Riconosciamolo: è un pan­da del ciclismo. Ultimo esemplare, senza successori. Ha preso il tram in faccia, ha chiesto scusa, ha detto pubblicamente “ho sbagliato”, quindi è risalito in bicicletta per purgare nei lunghi allenamenti solitari le sue vergogne. Nel frattempo, ci ha messo anche dell’attività equa e solidale, a favore dei bambini. Il che non guasta. Perché dimostra che anche senza decreto del giudice si può comunque usare la pena per attività socialmente utili.
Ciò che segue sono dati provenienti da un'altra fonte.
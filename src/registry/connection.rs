//! Per-connection state
//!
//! Each negotiation request gets one [`Connection`]: an identity, a role, a
//! checked lifecycle state machine, the transport handle, and the relay
//! subscriptions it holds. The registry owns connections from creation until
//! removal; nothing else retains them past that point.

use std::sync::Arc;
use std::time::Instant;

use tokio::sync::{Mutex, RwLock};

use crate::relay::{RelaySubscription, TrackKind};
use crate::transport::{MediaTransport, TransportError};

/// Unique identifier for a connection
#[derive(Debug, Clone, Copy, PartialEq, Eq, Hash)]
pub struct ConnectionId(pub u64);

impl std::fmt::Display for ConnectionId {
    fn fmt(&self, f: &mut std::fmt::Formatter<'_>) -> std::fmt::Result {
        write!(f, "{}", self.0)
    }
}

/// Role of a connection in the relay
#[derive(Debug, Clone, Copy, PartialEq, Eq)]
pub enum Role {
    /// Publishes tracks into the relay
    Broadcaster,
    /// Consumes relayed tracks
    Viewer,
}

impl std::fmt::Display for Role {
    fn fmt(&self, f: &mut std::fmt::Formatter<'_>) -> std::fmt::Result {
        let s = match self {
            Role::Broadcaster => "broadcaster",
            Role::Viewer => "viewer",
        };
        f.write_str(s)
    }
}

/// Connection lifecycle state
///
/// Legal transitions: `New → Negotiating → Connected`,
/// `Negotiating → Failed`, `Connected → Failed`, and
/// `{Negotiating, Connected, Failed} → Closed`. Failed and Closed are
/// terminal for negotiation purposes; once Closed, no further operations are
/// valid.
#[derive(Debug, Clone, Copy, PartialEq, Eq)]
pub enum ConnectionState {
    /// Created, offer not yet applied
    New,
    /// Offer/answer exchange in progress
    Negotiating,
    /// Transport reported the session established
    Connected,
    /// Transport reported failure
    Failed,
    /// Closed and removed from the registry
    Closed,
}

impl ConnectionState {
    /// Whether the connection can make no further progress
    pub fn is_terminal(&self) -> bool {
        matches!(self, ConnectionState::Failed | ConnectionState::Closed)
    }

    fn can_transition_to(&self, to: ConnectionState) -> bool {
        use ConnectionState::*;

        matches!(
            (self, to),
            (New, Negotiating)
                | (Negotiating, Connected)
                | (Negotiating, Failed)
                | (Connected, Failed)
                | (Negotiating, Closed)
                | (Connected, Closed)
                | (Failed, Closed)
        )
    }
}

impl std::fmt::Display for ConnectionState {
    fn fmt(&self, f: &mut std::fmt::Formatter<'_>) -> std::fmt::Result {
        let s = match self {
            ConnectionState::New => "new",
            ConnectionState::Negotiating => "negotiating",
            ConnectionState::Connected => "connected",
            ConnectionState::Failed => "failed",
            ConnectionState::Closed => "closed",
        };
        f.write_str(s)
    }
}

/// A single broadcaster or viewer connection
pub struct Connection {
    id: ConnectionId,
    role: Role,
    state: RwLock<ConnectionState>,
    transport: Arc<dyn MediaTransport>,
    subscriptions: Mutex<Vec<RelaySubscription>>,
    created_at: Instant,
}

impl Connection {
    /// Create a new connection in the `New` state
    pub fn new(id: ConnectionId, role: Role, transport: Arc<dyn MediaTransport>) -> Arc<Self> {
        Arc::new(Self {
            id,
            role,
            state: RwLock::new(ConnectionState::New),
            transport,
            subscriptions: Mutex::new(Vec::new()),
            created_at: Instant::now(),
        })
    }

    /// Connection identifier
    pub fn id(&self) -> ConnectionId {
        self.id
    }

    /// Connection role
    pub fn role(&self) -> Role {
        self.role
    }

    /// Transport handle for this connection
    pub fn transport(&self) -> &Arc<dyn MediaTransport> {
        &self.transport
    }

    /// Current lifecycle state
    pub async fn state(&self) -> ConnectionState {
        *self.state.read().await
    }

    /// Attempt a state transition, returning whether it was applied
    ///
    /// Illegal transitions are rejected and logged; they leave the state
    /// untouched.
    pub async fn transition(&self, to: ConnectionState) -> bool {
        let mut state = self.state.write().await;

        if state.can_transition_to(to) {
            tracing::debug!(
                connection_id = %self.id,
                role = %self.role,
                from = %*state,
                to = %to,
                "Connection state transition"
            );
            *state = to;
            true
        } else {
            tracing::warn!(
                connection_id = %self.id,
                from = %*state,
                to = %to,
                "Rejected connection state transition"
            );
            false
        }
    }

    /// Record a relay subscription held by this connection
    pub async fn add_subscription(&self, subscription: RelaySubscription) {
        self.subscriptions.lock().await.push(subscription);
    }

    /// Kinds this connection has attached, in attachment order
    pub async fn attached_kinds(&self) -> Vec<TrackKind> {
        self.subscriptions
            .lock()
            .await
            .iter()
            .map(|s| s.kind())
            .collect()
    }

    /// Close the connection, releasing its subscriptions and transport
    ///
    /// Idempotent: closing an already-closed connection is a no-op. Only this
    /// connection's subscriptions are dropped; other connections are never
    /// affected.
    pub async fn close(&self) -> Result<(), TransportError> {
        {
            let mut state = self.state.write().await;
            if *state == ConnectionState::Closed {
                return Ok(());
            }
            *state = ConnectionState::Closed;
        }

        self.subscriptions.lock().await.clear();

        tracing::debug!(
            connection_id = %self.id,
            role = %self.role,
            age_ms = self.created_at.elapsed().as_millis() as u64,
            "Connection closed"
        );

        self.transport.close().await
    }
}

impl std::fmt::Debug for Connection {
    fn fmt(&self, f: &mut std::fmt::Formatter<'_>) -> std::fmt::Result {
        f.debug_struct("Connection")
            .field("id", &self.id)
            .field("role", &self.role)
            .finish()
    }
}

#[cfg(test)]
mod tests {
    use super::*;
    use crate::transport::LoopbackTransport;

    fn connection(role: Role) -> Arc<Connection> {
        let (transport, _events) = LoopbackTransport::new();
        Connection::new(ConnectionId(1), role, transport)
    }

    #[tokio::test]
    async fn test_lifecycle_happy_path() {
        let conn = connection(Role::Broadcaster);
        assert_eq!(conn.state().await, ConnectionState::New);

        assert!(conn.transition(ConnectionState::Negotiating).await);
        assert!(conn.transition(ConnectionState::Connected).await);
        assert!(conn.transition(ConnectionState::Failed).await);
        assert!(conn.transition(ConnectionState::Closed).await);
        assert!(conn.state().await.is_terminal());
    }

    #[tokio::test]
    async fn test_illegal_transitions_rejected() {
        let conn = connection(Role::Viewer);

        // Cannot connect or close without negotiating first
        assert!(!conn.transition(ConnectionState::Connected).await);
        assert!(!conn.transition(ConnectionState::Closed).await);
        assert_eq!(conn.state().await, ConnectionState::New);

        assert!(conn.transition(ConnectionState::Negotiating).await);
        assert!(conn.transition(ConnectionState::Closed).await);

        // Closed is terminal
        assert!(!conn.transition(ConnectionState::Negotiating).await);
        assert!(!conn.transition(ConnectionState::Failed).await);
    }

    #[tokio::test]
    async fn test_close_is_idempotent() {
        let conn = connection(Role::Viewer);
        conn.transition(ConnectionState::Negotiating).await;

        conn.close().await.unwrap();
        assert_eq!(conn.state().await, ConnectionState::Closed);

        // Second close does not touch the transport again
        conn.close().await.unwrap();
    }

    #[tokio::test]
    async fn test_close_releases_subscriptions() {
        use crate::relay::{TrackId, TrackKind};

        let conn = connection(Role::Viewer);
        conn.transition(ConnectionState::Negotiating).await;

        let source = Arc::new(crate::relay::SourceTrack::new(
            TrackId(1),
            TrackKind::Video,
            16,
        ));
        conn.add_subscription(source.attach(1)).await;
        assert_eq!(source.subscriber_count(), 1);
        assert_eq!(conn.attached_kinds().await, vec![TrackKind::Video]);

        conn.close().await.unwrap();
        assert_eq!(source.subscriber_count(), 0);
    }
}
Con il suo atteggiamento, Ivan acquisisce un merito enorme: rompe la monotonia insopportabile dell’ambiente. Questo, il motivo vero del monumento. Qui lo dico e qui non lo nego: io non li reg­go più. Ovunque mi giri, tro­vo una vittima. Vittima del si­stema, vittima delle regole, vit­tima dei complotti. Una pletora di gente lamentosa e pure arrogante che rialza la cre­sta sempre allo stesso mo­do: mi hanno incastatrato, pa­go solo io, guarda caso i medici e le squadre non pagano mai. L’ultimo, Rasmussen. Perfino Rasmussen. Ma la li­sta è interminabile. Se è ne­ces­sario, posso proseguire. Va­do a mente. È una povera vittima Landis. È una povera vittima Vinokourov. È una povera vittima Schumacher. È una povera vittima Hamilton. È una povera vittima Heras. E Sinkewitz? E Jaschke? E Sevilla? E Botero? Sono vittime, povere gioie. Persino Val­verde e Contador, che dovrebbero solo accendere ceri alla Beata Vergine: in modo preventivo, sono già vittime pure loro. Tutti vittime. Tutti capri espiatori, tutti stritolati dal sistema, tutti obbligati a fare certe cose dai manager farabutti, tutti costretti a fare così perché così fan tutti, tutti co­stretti a pagare per gli sporchi giochi politici, tutti innocenti perché quel giorno faceva mol­to caldo e i valori col cal­do si sballano, come peraltro dimostrerà il perito con macchinette molto più efficienti, eccetera, eccetera, eccetera. Quando li pizzicano, prima ancora che parlino, già si po­trebbero scrivere le loro interviste. Una prevedibilità insopportabile. Mai un guizzo, mai un colpo d’ala. Sempre le stesse bischerate. E quando proprio non sanno più che dire, pronti con la parola chiave: Pantani. Un bel parallelo con Pantani e il pacchetto è confezionato. Vergogna, come si fa a far soffrire così un povero ciclista?

Viva Basso, viva Basso, vi­va Basso. Viva quelli che sbagliano e che pagano in silenzio. Viva quelli che non vogliono stravincere. Viva quel­li che hanno il pudore e il buongusto di non rompere l’anima, dopo gli ingenti dan­ni provocati all’ambiente, con presuntuose richieste di comprensione, di riabilitazione e magari pure di risarcimento. Fossi io il presidente mondiale del ciclismo, lancerei subito una norma: lo sconto per buo­na condotta. Meglio: per condotta silenziosa. Una cosa sem­plicissima: chi riesce a trascorrere almeno la metà della pena senza squassare i santissimi con i suoi lamenti, si ve­de condonata l’altra metà del­la pena. Un semplice incentivo, come profilassi ambientale. Ci consentirebbe almeno di vivere in pace questa tetra stagione di penitenza collettiva. Ma è evidente: nessuno mai prenderà un provvedimento simile. E io tanto me­no sarò mai capo del ciclismo mondiale. Per cui, Basso si ac­contenti. Posso riservargli so­lo queste righe. È una pagina in fondo, dopo tutto il resto. Non è nemmeno un bustino in portineria. Ma Dio solo sa quanto se la merita.